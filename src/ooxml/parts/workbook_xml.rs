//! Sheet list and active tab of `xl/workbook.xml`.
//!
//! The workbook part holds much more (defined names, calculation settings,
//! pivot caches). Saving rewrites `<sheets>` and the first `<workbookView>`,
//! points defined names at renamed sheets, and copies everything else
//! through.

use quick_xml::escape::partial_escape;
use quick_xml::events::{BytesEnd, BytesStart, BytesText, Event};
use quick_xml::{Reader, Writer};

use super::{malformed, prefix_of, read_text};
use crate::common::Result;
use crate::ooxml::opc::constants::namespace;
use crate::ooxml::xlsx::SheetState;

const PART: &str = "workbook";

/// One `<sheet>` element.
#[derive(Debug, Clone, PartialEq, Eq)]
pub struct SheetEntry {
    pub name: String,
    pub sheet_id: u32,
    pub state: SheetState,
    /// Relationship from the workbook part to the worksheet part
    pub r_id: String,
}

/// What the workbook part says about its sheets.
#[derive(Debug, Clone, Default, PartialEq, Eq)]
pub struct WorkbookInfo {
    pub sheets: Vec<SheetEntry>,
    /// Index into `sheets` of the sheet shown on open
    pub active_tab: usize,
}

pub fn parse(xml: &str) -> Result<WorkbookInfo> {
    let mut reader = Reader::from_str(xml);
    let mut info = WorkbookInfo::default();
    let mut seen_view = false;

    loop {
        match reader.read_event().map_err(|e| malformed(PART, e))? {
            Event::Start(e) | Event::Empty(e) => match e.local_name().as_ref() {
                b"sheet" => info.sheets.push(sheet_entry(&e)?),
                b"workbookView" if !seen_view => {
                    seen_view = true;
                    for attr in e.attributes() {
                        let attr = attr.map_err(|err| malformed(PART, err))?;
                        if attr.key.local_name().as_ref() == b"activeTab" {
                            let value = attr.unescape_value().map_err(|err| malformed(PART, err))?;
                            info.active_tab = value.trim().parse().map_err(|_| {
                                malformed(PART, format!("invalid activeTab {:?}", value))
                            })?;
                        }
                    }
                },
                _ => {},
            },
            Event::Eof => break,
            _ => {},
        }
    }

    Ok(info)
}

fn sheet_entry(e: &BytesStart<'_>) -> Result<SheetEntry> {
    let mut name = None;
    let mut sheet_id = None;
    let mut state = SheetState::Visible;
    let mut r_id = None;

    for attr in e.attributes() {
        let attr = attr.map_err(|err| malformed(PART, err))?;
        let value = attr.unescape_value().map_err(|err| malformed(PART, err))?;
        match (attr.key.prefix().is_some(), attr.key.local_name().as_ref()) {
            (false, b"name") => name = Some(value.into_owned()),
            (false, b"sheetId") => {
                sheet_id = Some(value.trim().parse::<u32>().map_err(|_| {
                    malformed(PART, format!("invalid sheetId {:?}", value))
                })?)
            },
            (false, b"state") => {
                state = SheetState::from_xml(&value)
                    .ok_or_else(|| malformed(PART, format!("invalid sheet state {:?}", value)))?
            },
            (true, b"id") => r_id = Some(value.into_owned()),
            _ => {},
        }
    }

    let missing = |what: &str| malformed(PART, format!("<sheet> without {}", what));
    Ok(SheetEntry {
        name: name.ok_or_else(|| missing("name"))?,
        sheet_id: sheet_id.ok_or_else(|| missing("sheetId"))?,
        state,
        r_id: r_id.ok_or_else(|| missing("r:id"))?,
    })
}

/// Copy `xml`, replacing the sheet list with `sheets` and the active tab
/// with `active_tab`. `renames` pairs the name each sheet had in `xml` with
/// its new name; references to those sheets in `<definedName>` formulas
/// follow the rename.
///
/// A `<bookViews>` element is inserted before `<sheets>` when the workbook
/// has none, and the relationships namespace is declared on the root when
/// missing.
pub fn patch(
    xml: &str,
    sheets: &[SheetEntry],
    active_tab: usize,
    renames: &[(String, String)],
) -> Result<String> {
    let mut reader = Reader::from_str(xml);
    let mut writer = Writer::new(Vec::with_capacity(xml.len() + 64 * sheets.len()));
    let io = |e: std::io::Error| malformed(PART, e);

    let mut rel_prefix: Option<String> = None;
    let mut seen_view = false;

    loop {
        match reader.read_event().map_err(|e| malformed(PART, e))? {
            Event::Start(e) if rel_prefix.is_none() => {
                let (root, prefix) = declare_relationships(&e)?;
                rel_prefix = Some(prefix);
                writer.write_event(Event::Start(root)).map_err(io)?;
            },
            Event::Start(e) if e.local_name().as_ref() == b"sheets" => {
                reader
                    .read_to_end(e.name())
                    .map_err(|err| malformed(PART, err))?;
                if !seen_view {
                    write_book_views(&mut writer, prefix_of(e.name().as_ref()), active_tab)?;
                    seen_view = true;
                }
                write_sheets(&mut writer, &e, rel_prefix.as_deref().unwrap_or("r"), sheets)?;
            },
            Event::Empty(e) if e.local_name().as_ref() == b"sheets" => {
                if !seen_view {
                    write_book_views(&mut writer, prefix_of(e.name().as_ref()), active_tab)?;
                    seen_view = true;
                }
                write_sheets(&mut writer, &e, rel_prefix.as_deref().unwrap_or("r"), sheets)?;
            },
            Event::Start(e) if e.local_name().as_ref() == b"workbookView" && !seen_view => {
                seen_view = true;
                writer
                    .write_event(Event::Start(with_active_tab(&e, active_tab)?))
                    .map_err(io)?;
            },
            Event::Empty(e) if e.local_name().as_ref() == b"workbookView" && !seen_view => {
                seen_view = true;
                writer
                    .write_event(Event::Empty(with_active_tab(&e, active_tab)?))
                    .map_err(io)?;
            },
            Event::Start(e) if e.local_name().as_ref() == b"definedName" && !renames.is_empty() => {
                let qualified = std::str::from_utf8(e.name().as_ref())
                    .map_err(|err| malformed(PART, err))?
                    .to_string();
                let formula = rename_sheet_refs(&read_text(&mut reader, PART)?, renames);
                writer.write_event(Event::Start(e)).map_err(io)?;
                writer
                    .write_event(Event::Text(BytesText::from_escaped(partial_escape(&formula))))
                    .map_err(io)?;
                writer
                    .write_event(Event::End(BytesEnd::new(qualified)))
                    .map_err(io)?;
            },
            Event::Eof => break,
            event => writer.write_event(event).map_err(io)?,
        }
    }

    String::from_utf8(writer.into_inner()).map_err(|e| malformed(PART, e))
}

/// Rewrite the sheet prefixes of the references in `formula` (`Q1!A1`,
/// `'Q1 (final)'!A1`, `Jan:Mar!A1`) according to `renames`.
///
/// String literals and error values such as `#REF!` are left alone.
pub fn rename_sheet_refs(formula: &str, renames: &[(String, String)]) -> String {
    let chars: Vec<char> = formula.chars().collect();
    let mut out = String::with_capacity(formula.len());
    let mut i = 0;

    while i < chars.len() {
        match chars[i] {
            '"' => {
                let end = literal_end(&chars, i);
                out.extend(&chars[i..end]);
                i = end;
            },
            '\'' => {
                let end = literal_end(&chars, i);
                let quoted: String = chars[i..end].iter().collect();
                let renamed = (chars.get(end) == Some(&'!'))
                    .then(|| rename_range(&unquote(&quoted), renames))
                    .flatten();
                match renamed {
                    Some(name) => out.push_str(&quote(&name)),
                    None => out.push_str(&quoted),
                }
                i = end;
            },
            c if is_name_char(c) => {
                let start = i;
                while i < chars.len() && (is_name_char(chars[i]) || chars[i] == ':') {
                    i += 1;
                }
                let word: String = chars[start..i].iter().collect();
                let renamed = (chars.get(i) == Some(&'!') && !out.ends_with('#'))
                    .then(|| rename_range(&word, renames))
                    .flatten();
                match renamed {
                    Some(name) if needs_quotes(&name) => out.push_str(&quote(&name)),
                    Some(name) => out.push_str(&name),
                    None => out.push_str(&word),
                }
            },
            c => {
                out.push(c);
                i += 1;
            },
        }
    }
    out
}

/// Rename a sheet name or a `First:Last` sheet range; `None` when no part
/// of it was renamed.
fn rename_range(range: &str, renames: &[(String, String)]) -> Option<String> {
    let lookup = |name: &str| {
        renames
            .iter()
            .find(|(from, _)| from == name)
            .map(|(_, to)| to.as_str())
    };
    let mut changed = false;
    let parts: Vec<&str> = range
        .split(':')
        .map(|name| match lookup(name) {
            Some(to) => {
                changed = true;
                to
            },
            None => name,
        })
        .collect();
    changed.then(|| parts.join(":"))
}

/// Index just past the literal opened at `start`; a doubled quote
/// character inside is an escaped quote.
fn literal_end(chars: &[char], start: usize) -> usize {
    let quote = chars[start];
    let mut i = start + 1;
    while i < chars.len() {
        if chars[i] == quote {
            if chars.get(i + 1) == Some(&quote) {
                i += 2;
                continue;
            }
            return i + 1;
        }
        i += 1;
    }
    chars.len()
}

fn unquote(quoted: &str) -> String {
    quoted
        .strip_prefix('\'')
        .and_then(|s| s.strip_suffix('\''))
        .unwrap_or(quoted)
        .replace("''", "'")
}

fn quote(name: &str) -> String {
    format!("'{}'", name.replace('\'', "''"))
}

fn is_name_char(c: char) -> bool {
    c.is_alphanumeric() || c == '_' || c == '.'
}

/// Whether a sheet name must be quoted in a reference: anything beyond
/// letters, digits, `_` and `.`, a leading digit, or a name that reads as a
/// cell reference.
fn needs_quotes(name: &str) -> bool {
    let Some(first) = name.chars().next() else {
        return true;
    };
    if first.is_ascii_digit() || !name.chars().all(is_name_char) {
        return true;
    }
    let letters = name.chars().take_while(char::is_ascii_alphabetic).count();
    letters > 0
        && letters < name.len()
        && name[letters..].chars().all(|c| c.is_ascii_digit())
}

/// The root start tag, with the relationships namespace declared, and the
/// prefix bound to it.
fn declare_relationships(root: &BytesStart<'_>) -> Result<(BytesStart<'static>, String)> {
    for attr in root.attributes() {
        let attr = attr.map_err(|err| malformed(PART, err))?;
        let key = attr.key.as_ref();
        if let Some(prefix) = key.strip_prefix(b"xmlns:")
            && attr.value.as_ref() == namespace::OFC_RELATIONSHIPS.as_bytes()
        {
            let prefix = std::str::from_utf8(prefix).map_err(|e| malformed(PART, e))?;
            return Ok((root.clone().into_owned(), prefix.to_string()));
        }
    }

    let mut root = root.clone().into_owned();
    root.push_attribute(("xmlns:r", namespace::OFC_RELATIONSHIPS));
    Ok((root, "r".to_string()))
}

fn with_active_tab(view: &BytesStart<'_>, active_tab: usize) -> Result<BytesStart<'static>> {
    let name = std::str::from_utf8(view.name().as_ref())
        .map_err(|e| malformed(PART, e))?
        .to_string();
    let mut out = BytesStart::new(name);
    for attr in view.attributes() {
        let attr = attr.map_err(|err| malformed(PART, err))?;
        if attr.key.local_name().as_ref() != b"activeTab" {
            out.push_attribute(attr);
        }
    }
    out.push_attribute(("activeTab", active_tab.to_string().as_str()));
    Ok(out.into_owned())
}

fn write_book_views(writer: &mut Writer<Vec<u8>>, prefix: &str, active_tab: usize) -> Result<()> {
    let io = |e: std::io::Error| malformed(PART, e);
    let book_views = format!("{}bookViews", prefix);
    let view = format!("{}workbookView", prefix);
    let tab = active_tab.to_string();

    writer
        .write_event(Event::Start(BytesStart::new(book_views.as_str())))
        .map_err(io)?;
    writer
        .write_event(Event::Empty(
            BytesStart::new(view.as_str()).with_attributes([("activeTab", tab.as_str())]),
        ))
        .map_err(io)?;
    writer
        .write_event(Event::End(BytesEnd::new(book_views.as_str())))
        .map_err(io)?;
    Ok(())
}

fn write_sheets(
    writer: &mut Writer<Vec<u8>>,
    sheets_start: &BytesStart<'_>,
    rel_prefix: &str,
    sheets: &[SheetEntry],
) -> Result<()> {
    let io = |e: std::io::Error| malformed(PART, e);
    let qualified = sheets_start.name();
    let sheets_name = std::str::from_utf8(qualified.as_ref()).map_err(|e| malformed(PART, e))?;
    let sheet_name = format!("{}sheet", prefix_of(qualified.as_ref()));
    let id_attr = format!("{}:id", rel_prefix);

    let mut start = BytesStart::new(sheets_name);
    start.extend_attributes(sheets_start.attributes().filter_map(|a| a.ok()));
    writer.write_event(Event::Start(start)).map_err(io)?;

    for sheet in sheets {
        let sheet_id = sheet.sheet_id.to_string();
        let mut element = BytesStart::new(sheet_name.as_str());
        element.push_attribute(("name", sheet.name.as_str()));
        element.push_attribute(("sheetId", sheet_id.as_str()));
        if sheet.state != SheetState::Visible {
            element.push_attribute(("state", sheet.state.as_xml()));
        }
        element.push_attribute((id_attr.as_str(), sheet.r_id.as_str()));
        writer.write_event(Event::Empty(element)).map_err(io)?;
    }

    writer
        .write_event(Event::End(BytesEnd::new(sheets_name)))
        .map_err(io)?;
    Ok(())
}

◆ WHAT IS NEEDED ◆
From the records above, copy each line in which the string "WorkbookInfo" occurs.

◆ RESPONSE ◆
pub struct WorkbookInfo {
pub fn parse(xml: &str) -> Result<WorkbookInfo> {
    let mut info = WorkbookInfo::default();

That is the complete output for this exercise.